[EXERCISE DATA]

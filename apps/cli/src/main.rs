mod args;
mod render;

use anyhow::{bail, Context, Result};
use clap::Parser;
use futures::stream::{BoxStream, StreamExt};
use log::{info, warn};
use std::sync::Arc;
use std::time::Duration;

use catalog_api::{ApiConfig, CatalogApiClient};
use catalog_core::catalog::CatalogRecord;
use catalog_core::sync::{
    CatalogStores, CatalogSync, CatalogSyncServiceTrait, StaticSessionProvider, SyncResult,
};
use catalog_storage_sqlite::SqliteCatalogStorage;

use args::{Cli, Command, OutputFormat};

#[tokio::main]
async fn main() -> Result<()> {
    env_logger::Builder::from_env(env_logger::Env::default().default_filter_or("info")).init();
    run(Cli::parse()).await
}

async fn run(cli: Cli) -> Result<()> {
    let config = ApiConfig::new(&cli.api_url).with_timeout(Duration::from_secs(cli.timeout_secs));
    let client = CatalogApiClient::new(&config).context("Invalid API configuration")?;

    let stores = if cli.memory {
        CatalogStores::in_memory()
    } else {
        SqliteCatalogStorage::open(&cli.db_path)
            .with_context(|| format!("Failed to open cache database {}", cli.db_path))?
            .stores()
    };

    if cli.session_token.is_none() {
        warn!("[CatalogCli] No session token configured; requests will be refused locally");
    }
    let session = Arc::new(StaticSessionProvider::new(cli.session_token.clone()));
    let catalog = CatalogSync::new(Arc::new(client), stores, session);

    let mode = Mode::from_flags(cli.refresh, cli.watch);
    match &cli.command {
        Command::Profile => follow(catalog.profiles().observe(cli.refresh), mode, cli.format).await,
        Command::Categories => {
            follow(catalog.categories().observe(cli.refresh), mode, cli.format).await
        }
        Command::Products { category } => {
            follow(catalog.products(category).observe(cli.refresh), mode, cli.format).await
        }
    }
}

#[derive(Debug, Clone, Copy, PartialEq, Eq)]
enum Mode {
    /// Print until the stream ends (forced refresh streams are finite).
    UntilEnd,
    /// Print the first non-loading emission and stop. A cached answer ends the
    /// command before its background revalidation completes, so the cache is
    /// only brought up to date by `--refresh` or `--watch`.
    FirstResult,
    /// Print until Ctrl-C.
    Watch,
}

impl Mode {
    fn from_flags(refresh: bool, watch: bool) -> Self {
        match (refresh, watch) {
            (_, true) => Mode::Watch,
            (true, false) => Mode::UntilEnd,
            (false, false) => Mode::FirstResult,
        }
    }
}

async fn follow<R: CatalogRecord>(
    mut updates: BoxStream<'static, SyncResult<R>>,
    mode: Mode,
    format: OutputFormat,
) -> Result<()> {
    let mut last = None;
    let shutdown = tokio::signal::ctrl_c();
    tokio::pin!(shutdown);

    loop {
        tokio::select! {
            next = updates.next() => {
                let Some(result) = next else { break };
                println!("{}", render::line(&result, format)?);
                let settled = !result.is_loading();
                last = Some(result);
                if settled && mode == Mode::FirstResult {
                    break;
                }
            }
            _ = &mut shutdown => {
                info!("[CatalogCli] Interrupted, closing subscription");
                return Ok(());
            }
        }
    }

    match last {
        Some(SyncResult::Error(err)) if mode != Mode::Watch => bail!("{}", err),
        _ => Ok(()),
    }
}
//! Tri-state result stream contract and the sync error taxonomy.

use serde::{Deserialize, Serialize};
use std::fmt;
use thiserror::Error;

use crate::catalog::envelope_status;

/// Machine-readable reason carried by `SyncResult::Error`.
#[derive(Debug, Clone, Copy, PartialEq, Eq, Hash, Serialize, Deserialize)]
#[serde(rename_all = "snake_case")]
pub enum SyncErrorKind {
    /// 200 with a body that is not the expected JSON.
    DecodeFailed,
    /// Redirect without a usable target, or the target itself failed.
    RedirectUnresolvable,
    /// 405 and the alternative submission failed as well.
    MethodRejectedUnrecoverable,
    /// Any other non-200 status.
    HttpStatusError,
    /// Backend reported success with zero records.
    EmptyResult,
    /// Backend answered in diagnostic mode.
    DebugMode,
    /// Transport failure with no cached fallback.
    NetworkUnreachable,
    /// No session token available.
    NoSession,
    /// Well-formed envelope carrying a failure status of the backend's own.
    ServerRejected,
    /// Local cache read or write failed.
    CacheFailure,
}

impl SyncErrorKind {
    pub fn as_str(&self) -> &'static str {
        match self {
            SyncErrorKind::DecodeFailed => "decode_failed",
            SyncErrorKind::RedirectUnresolvable => "redirect_unresolvable",
            SyncErrorKind::MethodRejectedUnrecoverable => "method_rejected_unrecoverable",
            SyncErrorKind::HttpStatusError => "http_status_error",
            SyncErrorKind::EmptyResult => "empty_result",
            SyncErrorKind::DebugMode => "debug_mode",
            SyncErrorKind::NetworkUnreachable => "network_unreachable",
            SyncErrorKind::NoSession => "no_session",
            SyncErrorKind::ServerRejected => "server_rejected",
            SyncErrorKind::CacheFailure => "cache_failure",
        }
    }

    /// Classify a non-success envelope status.
    ///
    /// Every transport-level failure of the ladder maps to `NetworkUnreachable`,
    /// whichever rung it happened on.
    pub fn for_failed_status(status: &str) -> Self {
        match status.trim().to_ascii_lowercase().as_str() {
            envelope_status::INVALID_RESPONSE | envelope_status::PARSE_ERROR => {
                SyncErrorKind::DecodeFailed
            }
            envelope_status::REDIRECT_NO_LOCATION
            | envelope_status::REDIRECT_FAILED
            | envelope_status::REDIRECT_INVALID_RESPONSE => SyncErrorKind::RedirectUnresolvable,
            envelope_status::ALTERNATIVE_FAILED => SyncErrorKind::MethodRejectedUnrecoverable,
            envelope_status::UNEXPECTED_STATUS => SyncErrorKind::HttpStatusError,
            envelope_status::NETWORK_ERROR
            | envelope_status::REDIRECT_ERROR
            | envelope_status::ALTERNATIVE_ERROR => SyncErrorKind::NetworkUnreachable,
            envelope_status::DEBUG => SyncErrorKind::DebugMode,
            _ => SyncErrorKind::ServerRejected,
        }
    }
}

impl fmt::Display for SyncErrorKind {
    fn fmt(&self, f: &mut fmt::Formatter<'_>) -> fmt::Result {
        f.write_str(self.as_str())
    }
}

/// Cause of a failed synchronization.
#[derive(Debug, Clone, PartialEq, Eq, Error, Serialize, Deserialize)]
#[serde(rename_all = "camelCase")]
#[error("{kind}: {message}")]
pub struct SyncError {
    pub kind: SyncErrorKind,
    pub message: String,
}

impl SyncError {
    pub fn new(kind: SyncErrorKind, message: impl Into<String>) -> Self {
        Self {
            kind,
            message: message.into(),
        }
    }

    pub fn no_session() -> Self {
        Self::new(SyncErrorKind::NoSession, "no session token available")
    }

    pub fn empty_result() -> Self {
        Self::new(SyncErrorKind::EmptyResult, "API returned empty data")
    }

    pub fn debug_mode(message: &str) -> Self {
        Self::new(
            SyncErrorKind::DebugMode,
            format!("debug response: {}", message),
        )
    }

    pub fn cache_failure(err: impl fmt::Display) -> Self {
        Self::new(SyncErrorKind::CacheFailure, err.to_string())
    }
}

/// What consumers observe: loading, data, or a classified error.
#[derive(Debug, Clone, PartialEq, Serialize, Deserialize)]
#[serde(tag = "state", content = "payload", rename_all = "snake_case")]
pub enum SyncResult<T> {
    Loading,
    Success(Vec<T>),
    Error(SyncError),
}

impl<T> SyncResult<T> {
    pub fn is_loading(&self) -> bool {
        matches!(self, SyncResult::Loading)
    }

    pub fn is_success(&self) -> bool {
        matches!(self, SyncResult::Success(_))
    }

    pub fn data(&self) -> Option<&[T]> {
        match self {
            SyncResult::Success(data) => Some(data),
            _ => None,
        }
    }

    pub fn error(&self) -> Option<&SyncError> {
        match self {
            SyncResult::Error(err) => Some(err),
            _ => None,
        }
    }

    pub fn error_kind(&self) -> Option<SyncErrorKind> {
        self.error().map(|err| err.kind)
    }
}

[/EXERCISE DATA]

In the records, which lines mention the word "warn"? Copy those lines.

[TASK SOLUTION]
use log::{info, warn};
        warn!("[CatalogCli] No session token configured; requests will be refused locally");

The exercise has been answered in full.